Right Way
4話 息止めの脱出
 月は真上に昇る夜分ながら、ガヤガヤと騒がしい大通り。
「緊張してきたかい?」
 ザンは被ったフードから、口だけを覗かせニヤリと笑う。
 ロイはその笑みに、すこし不気味なものを感じる。
「べ、別に。 でも、あの壁を越えるってことはなにか考えがあるんだろ?」
 ロイは少し遠くに見える十mの石壁を指差し聞いてみた。
「ここに来る時もあの壁を越えてきたんだ、そのあたりは心配しないでくれ」
「やっぱり、魔法なのか?」
「半分正解で半分不正解だ」  
 ロイは壁を越える方法がなんなんのか、訪ねようとしたがザンが少し急ごう、と足を速めるので、尋ねるのをやめた。
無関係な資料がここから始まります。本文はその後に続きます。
//! Read-only workbook access - MRF (.xls/.xlsx/.xlsm) → in-memory sheets
//!
//! Each sheet is loaded once with its cached values and its formulas merged
//! into a single [`Cell`]. A cell exists when the sheet's used area covers it,
//! even if it holds nothing; positions past the used area have no cell at all.
//! The range summer relies on that difference.

use crate::error::{MrfError, MrfResult};
use crate::excel::address::{CellRange, CellRef};
use calamine::{open_workbook_auto, Data, Range, Reader, Sheets};
use std::collections::HashMap;
use std::fs::File;
use std::io::BufReader;
use std::path::Path;
use tracing::debug;

/// Cached value of a cell
#[derive(Debug, Clone, PartialEq)]
pub enum CellValue {
    Empty,
    Number(f64),
    Text(String),
    Bool(bool),
    Error(String),
}

impl CellValue {
    pub fn as_f64(&self) -> Option<f64> {
        match self {
            CellValue::Number(n) => Some(*n),
            _ => None,
        }
    }

    pub fn is_empty(&self) -> bool {
        matches!(self, CellValue::Empty)
    }
}

impl From<&Data> for CellValue {
    fn from(data: &Data) -> Self {
        match data {
            Data::Empty => CellValue::Empty,
            Data::Int(i) => CellValue::Number(*i as f64),
            Data::Float(f) => CellValue::Number(*f),
            Data::String(s) => CellValue::Text(s.clone()),
            Data::Bool(b) => CellValue::Bool(*b),
            Data::DateTime(dt) => CellValue::Number(dt.as_f64()),
            Data::DateTimeIso(s) | Data::DurationIso(s) => CellValue::Text(s.clone()),
            Data::Error(e) => CellValue::Error(e.to_string()),
        }
    }
}

/// One cell: cached value plus the formula that produced it, if any.
/// Formulas are stored with their leading `=`.
#[derive(Debug, Clone, PartialEq)]
pub struct Cell {
    pub value: CellValue,
    pub formula: Option<String>,
}

impl Cell {
    pub fn empty() -> Self {
        Self {
            value: CellValue::Empty,
            formula: None,
        }
    }

    pub fn formula(formula: impl Into<String>) -> Self {
        Self::empty().with_formula(formula)
    }

    pub fn with_formula(mut self, formula: impl Into<String>) -> Self {
        let formula = formula.into();
        self.formula = if formula.is_empty() {
            None
        } else if formula.starts_with('=') {
            Some(formula)
        } else {
            // calamine strips the leading '='
            Some(format!("={}", formula))
        };
        self
    }

    /// Text that may encode a reference: the formula when the cell has one,
    /// otherwise a text value.
    pub fn reference_text(&self) -> Option<&str> {
        match (&self.formula, &self.value) {
            (Some(formula), _) => Some(formula.as_str()),
            (None, CellValue::Text(text)) => Some(text.as_str()),
            _ => None,
        }
    }

    /// Display text of the cached value. `None` for empty cells.
    pub fn text(&self) -> Option<String> {
        match &self.value {
            CellValue::Empty => None,
            CellValue::Text(s) => Some(s.clone()),
            CellValue::Number(n) => Some(format_number(*n)),
            CellValue::Bool(b) => Some(if *b { "TRUE" } else { "FALSE" }.to_string()),
            CellValue::Error(e) => Some(e.clone()),
        }
    }
}

impl From<CellValue> for Cell {
    fn from(value: CellValue) -> Self {
        Self {
            value,
            formula: None,
        }
    }
}

impl From<&str> for Cell {
    fn from(text: &str) -> Self {
        CellValue::Text(text.to_string()).into()
    }
}

impl From<f64> for Cell {
    fn from(n: f64) -> Self {
        CellValue::Number(n).into()
    }
}

/// Format a number for display, removing unnecessary decimal places
fn format_number(n: f64) -> String {
    if n.fract() == 0.0 && n.abs() < 1e15 {
        format!("{}", n as i64)
    } else {
        n.to_string()
    }
}

/// A worksheet loaded into memory
#[derive(Debug, Clone, Default)]
pub struct Sheet {
    name: String,
    cells: HashMap<CellRef, Cell>,
}

impl Sheet {
    pub fn new(name: impl Into<String>) -> Self {
        Self {
            name: name.into(),
            cells: HashMap::new(),
        }
    }

    pub fn name(&self) -> &str {
        &self.name
    }

    pub fn insert(&mut self, at: CellRef, cell: impl Into<Cell>) {
        self.cells.insert(at, cell.into());
    }

    /// Builder form of [`Sheet::insert`]
    pub fn with(mut self, at: CellRef, cell: impl Into<Cell>) -> Self {
        self.insert(at, cell);
        self
    }

    /// The cell object at `at`, or `None` past the used area
    pub fn cell(&self, at: CellRef) -> Option<&Cell> {
        self.cells.get(&at)
    }

    /// Like [`Sheet::cell`], but a missing cell is an error
    pub fn require_cell(&self, at: CellRef) -> MrfResult<&Cell> {
        self.cell(at).ok_or_else(|| MrfError::MissingCell {
            sheet: self.name.clone(),
            cell: at.to_string(),
        })
    }

    /// Display text at `at`; `None` when the cell is absent or empty
    pub fn text(&self, at: CellRef) -> Option<String> {
        self.cell(at).and_then(Cell::text)
    }

    pub fn len(&self) -> usize {
        self.cells.len()
    }

    pub fn is_empty(&self) -> bool {
        self.cells.is_empty()
    }

    /// Build a sheet from calamine's value and formula ranges
    fn from_ranges(name: &str, values: &Range<Data>, formulas: Option<&Range<String>>) -> Self {
        let mut sheet = Sheet::new(name);

        if let Some((row0, col0)) = values.start() {
            for (row, col, data) in values.cells() {
                let at = CellRef::new(row0 + row as u32, col0 + col as u32);
                sheet.insert(at, CellValue::from(data));
            }
        }

        if let Some(formulas) = formulas {
            if let Some((row0, col0)) = formulas.start() {
                for (row, col, formula) in formulas.cells() {
                    if formula.is_empty() {
                        continue;
                    }
                    let at = CellRef::new(row0 + row as u32, col0 + col as u32);
                    let cell = sheet.cells.remove(&at).unwrap_or_else(Cell::empty);
                    sheet.insert(at, cell.with_formula(formula.clone()));
                }
            }
        }

        sheet
    }
}

/// A structured table (ListObject) defined in an xlsx workbook
#[derive(Debug, Clone, PartialEq)]
pub struct TableRegion {
    pub name: String,
    pub sheet: String,
    pub columns: Vec<String>,
    /// Data body, excluding the header row. `None` for an empty table.
    pub body: Option<CellRange>,
}

impl TableRegion {
    /// The data body of one column, matched case-insensitively
    pub fn column_range(&self, column: &str) -> Option<CellRange> {
        let idx = self
            .columns
            .iter()
            .position(|c| c.trim().eq_ignore_ascii_case(column.trim()))? as u32;
        let body = self.body?;
        let end = body.end.unwrap_or(body.start);
        Some(CellRange::new(
            CellRef::new(body.start.row, body.start.col + idx),
            CellRef::new(end.row, body.start.col + idx),
        ))
    }
}

/// An input workbook with every sheet loaded
#[derive(Debug, Clone, Default)]
pub struct Workbook {
    name: String,
    sheets: Vec<Sheet>,
    defined_names: Vec<(String, String)>,
    tables: Vec<TableRegion>,
}

impl Workbook {
    pub fn new(name: impl Into<String>) -> Self {
        Self {
            name: name.into(),
            ..Default::default()
        }
    }

    /// Open an .xls/.xlsx/.xlsm file and load all of its sheets
    pub fn open<P: AsRef<Path>>(path: P) -> MrfResult<Self> {
        let path = path.as_ref();
        let name = path
            .file_name()
            .map(|n| n.to_string_lossy().into_owned())
            .unwrap_or_else(|| path.display().to_string());

        let mut reader = open_workbook_auto(path)
            .map_err(|e| MrfError::Workbook(format!("Failed to open {}: {}", name, e)))?;

        let mut workbook = Workbook::new(name);
        workbook.defined_names = reader.defined_names().to_vec();

        for sheet_name in reader.sheet_names() {
            let values = reader.worksheet_range(&sheet_name).map_err(|e| {
                MrfError::Workbook(format!(
                    "Failed to read sheet '{}' in {}: {}",
                    sheet_name, workbook.name, e
                ))
            })?;
            // Not every format exposes formulas; fall back to values only
            let formulas = reader.worksheet_formula(&sheet_name).ok();
            workbook.add_sheet(Sheet::from_ranges(&sheet_name, &values, formulas.as_ref()));
        }

        workbook.tables = load_tables(&mut reader);
        debug!(
            workbook = %workbook.name,
            sheets = workbook.sheets.len(),
            tables = workbook.tables.len(),
            "loaded workbook"
        );

        Ok(workbook)
    }

    pub fn name(&self) -> &str {
        &self.name
    }

    pub fn add_sheet(&mut self, sheet: Sheet) {
        self.sheets.push(sheet);
    }

    pub fn with_sheet(mut self, sheet: Sheet) -> Self {
        self.add_sheet(sheet);
        self
    }

    pub fn add_defined_name(&mut self, name: impl Into<String>, formula: impl Into<String>) {
        self.defined_names.push((name.into(), formula.into()));
    }

    pub fn add_table(&mut self, table: TableRegion) {
        self.tables.push(table);
    }

    pub fn sheet_names(&self) -> Vec<&str> {
        self.sheets.iter().map(Sheet::name).collect()
    }

    /// Look up a sheet by exact name, then ignoring surrounding whitespace
    pub fn sheet(&self, name: &str) -> Option<&Sheet> {
        self.sheets
            .iter()
            .find(|s| s.name == name)
            .or_else(|| self.sheets.iter().find(|s| s.name.trim() == name.trim()))
    }

    pub fn require_sheet(&self, name: &str) -> MrfResult<&Sheet> {
        self.sheet(name).ok_or_else(|| MrfError::MissingSheet {
            workbook: self.name.clone(),
            sheet: name.to_string(),
        })
    }

    /// The formula text behind a workbook-level defined name
    pub fn defined_name(&self, name: &str) -> Option<&str> {
        self.defined_names
            .iter()
            .find(|(n, _)| n.eq_ignore_ascii_case(name))
            .map(|(_, formula)| formula.as_str())
    }

    pub fn table(&self, name: &str) -> Option<&TableRegion> {
        self.tables
            .iter()
            .find(|t| t.name.eq_ignore_ascii_case(name))
    }
}

/// Collect table definitions. Only xlsx-family workbooks carry them; a
/// workbook whose tables cannot be read simply has none.
fn load_tables(reader: &mut Sheets<BufReader<File>>) -> Vec<TableRegion> {
    let Sheets::Xlsx(xlsx) = reader else {
        return Vec::new();
    };
    if let Err(e) = xlsx.load_tables() {
        debug!("no table definitions: {}", e);
        return Vec::new();
    }

    let names: Vec<String> = xlsx.table_names().into_iter().cloned().collect();
    let mut tables = Vec::with_capacity(names.len());
    for name in names {
        match xlsx.table_by_name(&name) {
            Ok(table) => {
                let data = table.data();
                let body = data
                    .start()
                    .zip(data.end())
                    .map(|(start, end)| CellRange::new(CellRef::new(start.0, start.1), CellRef::new(end.0, end.1)));
                tables.push(TableRegion {
                    name: table.name().to_string(),
                    sheet: table.sheet_name().to_string(),
                    columns: table.columns().to_vec(),
                    body,
                });
            }
            Err(e) => debug!(table = %name, "skipping unreadable table: {}", e),
        }
    }
    tables
}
 賑やかな大通りを抜け、静かな壁の真下まで来る二人。
  壁と星空の切れ目を眺めながら、ロイが静かに喋り始める。
「それでこれをどうやって乗り越えるって?」
 壁の上には、大きな謎の機械と赤く光る空中線が何本も置かれている。
 いかにも脱出阻止のための機械らが並んで置かれているなか、とてもじゃないが乗り越えるのは不可能だとロイは察する。
「逆だよ、乗り越えるんじゃない。 潜り抜けるさ」
 潜り抜ける、とは。
 塗装された石道と、頑丈な石壁の間には外に出れるような土竜の洞穴的な何かは見当たらない。
「ん? あ、それも本当だったりするの?」
「いや本当だし!」
  ザンの言うことはどれもこれも胡散臭い、ロイはそう思いつつも彼を信じざるを得なかった。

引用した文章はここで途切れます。